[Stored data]
──────────

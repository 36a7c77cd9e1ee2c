//! Benchmark profiles for the chunkpool allocator.
//!
//! - [`tiered_pool`]: the three-tier small-object layout
//! - [`churn_sizes`]: deterministic request-size sequence for churn loops
//! - [`fragment`]: leave every other chunk of an arena in use

#![forbid(unsafe_code)]
#![deny(rustdoc::broken_intra_doc_links)]

use std::ptr::NonNull;

use chunkpool::PoolAllocator;
use chunkpool_test_utils::layouts;

/// A `u8` allocator over [`layouts::TIERED`].
///
/// # Panics
///
/// Panics if the layout is rejected, which would be a fixture bug.
pub fn tiered_pool() -> PoolAllocator<u8> {
    PoolAllocator::new(layouts::TIERED).expect("tiered layout is valid")
}

/// `len` request sizes in `1..=max`, from a fixed linear congruential
/// sequence so every run sees the same workload.
pub fn churn_sizes(len: usize, max: usize) -> Vec<usize> {
    let mut state: u64 = 0x2545_f491_4f6c_dd1d;
    (0..len)
        .map(|_| {
            state = state
                .wrapping_mul(6_364_136_223_846_793_005)
                .wrapping_add(1_442_695_040_888_963_407);
            (state >> 33) as usize % max + 1
        })
        .collect()
}

/// Fill a fresh single-arena pool of `chunks` one-byte chunks, then free
/// every other chunk. Returns the pool and the pointers still held.
pub fn fragment(chunks: usize) -> (PoolAllocator<u8>, Vec<NonNull<u8>>) {
    let pool = PoolAllocator::new(&[(1, chunks)]).expect("fragment layout is valid");
    let all: Vec<_> = (0..chunks)
        .map(|_| pool.allocate(1).expect("fresh arena has room"))
        .collect();
    let mut held = Vec::with_capacity(chunks / 2);
    for (i, ptr) in all.into_iter().enumerate() {
        if i % 2 == 0 {
            pool.deallocate(ptr, 1).expect("pointer was just allocated");
        } else {
            held.push(ptr);
        }
    }
    (pool, held)
}
//! A single fixed-chunk arena: owned buffer plus chunk occupancy.
//!
//! An [`Arena`] knows nothing about other arenas or about element types. It
//! owns its bytes, tracks which chunks are in use and keeps a running free
//! byte count. Arena selection and run search live in
//! [`ArenaSet`](crate::ArenaSet).

use std::ptr::NonNull;

use crate::config::ArenaLayout;
use crate::error::PoolError;

/// Alignment guaranteed for the first byte of every arena buffer.
///
/// A chunk's address is aligned to `T` when its byte offset is a multiple of
/// `align_of::<T>()`, for any `T` whose alignment does not exceed this.
pub const MAX_ALIGN: usize = 16;

#[allow(dead_code)]
#[derive(Clone, Copy)]
#[repr(C, align(16))]
struct Block([u8; MAX_ALIGN]);

const _: () = assert!(std::mem::align_of::<Block>() == MAX_ALIGN);

const ZERO_BLOCK: Block = Block([0; MAX_ALIGN]);

/// One arena of `chunk_count` chunks, each `chunk_size` bytes.
///
/// The backing storage is reserved once at construction and released on
/// drop. After construction the storage is only ever addressed through
/// `base`, so pointers handed out for earlier runs stay valid while later
/// runs are carved.
pub struct Arena {
    /// Backing storage. Never resized or borrowed after construction.
    _storage: Vec<Block>,
    /// First byte of `_storage`.
    base: NonNull<u8>,
    chunk_size: usize,
    chunk_count: usize,
    /// Bytes not covered by a used chunk. Always a multiple of `chunk_size`.
    free_bytes: usize,
    /// `occupancy[i]` is true while chunk `i` belongs to a live run.
    occupancy: Box<[bool]>,
}

impl Arena {
    /// Reserve a zeroed buffer for `layout` with every chunk free.
    ///
    /// Returns `InvalidLayout` for zero or overflowing dimensions and
    /// `OutOfMemory` when the buffer cannot be reserved.
    pub fn new(layout: ArenaLayout) -> Result<Self, PoolError> {
        layout.validate()?;
        let ArenaLayout {
            chunk_size,
            chunk_count,
        } = layout;
        let capacity = chunk_size * chunk_count;
        let blocks = capacity.div_ceil(MAX_ALIGN);

        let mut storage: Vec<Block> = Vec::new();
        storage
            .try_reserve_exact(blocks)
            .map_err(|_| PoolError::OutOfMemory {
                requested: capacity,
                available: 0,
            })?;
        storage.resize(blocks, ZERO_BLOCK);

        let mut occupancy: Vec<bool> = Vec::new();
        occupancy
            .try_reserve_exact(chunk_count)
            .map_err(|_| PoolError::OutOfMemory {
                requested: capacity,
                available: 0,
            })?;
        occupancy.resize(chunk_count, false);

        let base = NonNull::new(storage.as_mut_ptr().cast::<u8>()).ok_or(
            PoolError::OutOfMemory {
                requested: capacity,
                available: 0,
            },
        )?;

        Ok(Self {
            _storage: storage,
            base,
            chunk_size,
            chunk_count,
            free_bytes: capacity,
            occupancy: occupancy.into_boxed_slice(),
        })
    }

    /// Bytes per chunk.
    pub fn chunk_size(&self) -> usize {
        self.chunk_size
    }

    /// Number of chunks.
    pub fn chunk_count(&self) -> usize {
        self.chunk_count
    }

    /// Total buffer size in bytes.
    pub fn capacity_bytes(&self) -> usize {
        self.chunk_size * self.chunk_count
    }

    /// Bytes not covered by any used chunk.
    pub fn free_bytes(&self) -> usize {
        self.free_bytes
    }

    /// Number of chunks currently in use.
    pub fn used_chunks(&self) -> usize {
        self.chunk_count - self.free_bytes / self.chunk_size
    }

    /// Per-chunk occupancy flags, `true` meaning used.
    pub fn occupancy(&self) -> &[bool] {
        &self.occupancy
    }

    /// Length of the longest run of adjacent free chunks.
    pub fn largest_free_run(&self) -> usize {
        let mut best = 0;
        let mut current = 0;
        for &used in self.occupancy.iter() {
            if used {
                current = 0;
            } else {
                current += 1;
                best = best.max(current);
            }
        }
        best
    }

    /// Chunks needed to hold `bytes`, rounded up. Zero-byte requests still
    /// take one chunk so that every live run has a distinct address.
    pub fn chunks_for(&self, bytes: usize) -> usize {
        bytes.div_ceil(self.chunk_size).max(1)
    }

    /// Address of the first buffer byte.
    pub fn base_addr(&self) -> usize {
        self.base.as_ptr() as usize
    }

    /// Whether `addr` lies inside this arena's buffer.
    ///
    /// The upper bound is exclusive: the address one past the last byte
    /// belongs to whatever follows the buffer, not to this arena.
    pub fn contains(&self, addr: usize) -> bool {
        self.offset_of(addr).is_some()
    }

    /// Byte offset of `addr` into the buffer, if it lies inside it.
    pub fn offset_of(&self, addr: usize) -> Option<usize> {
        let offset = addr.checked_sub(self.base_addr())?;
        (offset < self.capacity_bytes()).then_some(offset)
    }

    /// Pointer to the first byte of chunk `chunk`.
    ///
    /// Returns `None` if `chunk` is out of range.
    pub fn chunk_ptr(&self, chunk: usize) -> Option<NonNull<u8>> {
        if chunk >= self.chunk_count {
            return None;
        }
        NonNull::new(self.base.as_ptr().wrapping_add(chunk * self.chunk_size))
    }

    /// Mark chunks `first..first + len` used.
    ///
    /// # Panics
    ///
    /// Panics if the range exceeds `chunk_count`. In debug builds, also
    /// panics if any chunk in the range is already used.
    pub fn claim(&mut self, first: usize, len: usize) {
        let run = &mut self.occupancy[first..first + len];
        debug_assert!(
            run.iter().all(|&used| !used),
            "claiming a run that overlaps a live run"
        );
        run.fill(true);
        self.free_bytes -= len * self.chunk_size;
    }

    /// Mark chunks `first..first + len` free and return how many of them
    /// were actually in use.
    ///
    /// Chunks that were already free are left alone, so the free byte count
    /// always matches the occupancy flags.
    ///
    /// # Panics
    ///
    /// Panics if the range exceeds `chunk_count`.
    pub fn release(&mut self, first: usize, len: usize) -> usize {
        let mut released = 0;
        for used in &mut self.occupancy[first..first + len] {
            if *used {
                *used = false;
                released += 1;
            }
        }
        self.free_bytes += released * self.chunk_size;
        released
    }
}

impl std::fmt::Debug for Arena {
    fn fmt(&self, f: &mut std::fmt::Formatter<'_>) -> std::fmt::Result {
        f.debug_struct("Arena")
            .field("base", &self.base)
            .field("chunk_size", &self.chunk_size)
            .field("chunk_count", &self.chunk_count)
            .field("free_bytes", &self.free_bytes)
            .finish()
    }
}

──────────

▶ ACTIVITY
When a line of the data holds the string "fresh", pick it out and copy it.

▶ EXERCISE ANSWER
/// Fill a fresh single-arena pool of `chunks` one-byte chunks, then free
        .map(|_| pool.allocate(1).expect("fresh arena has room"))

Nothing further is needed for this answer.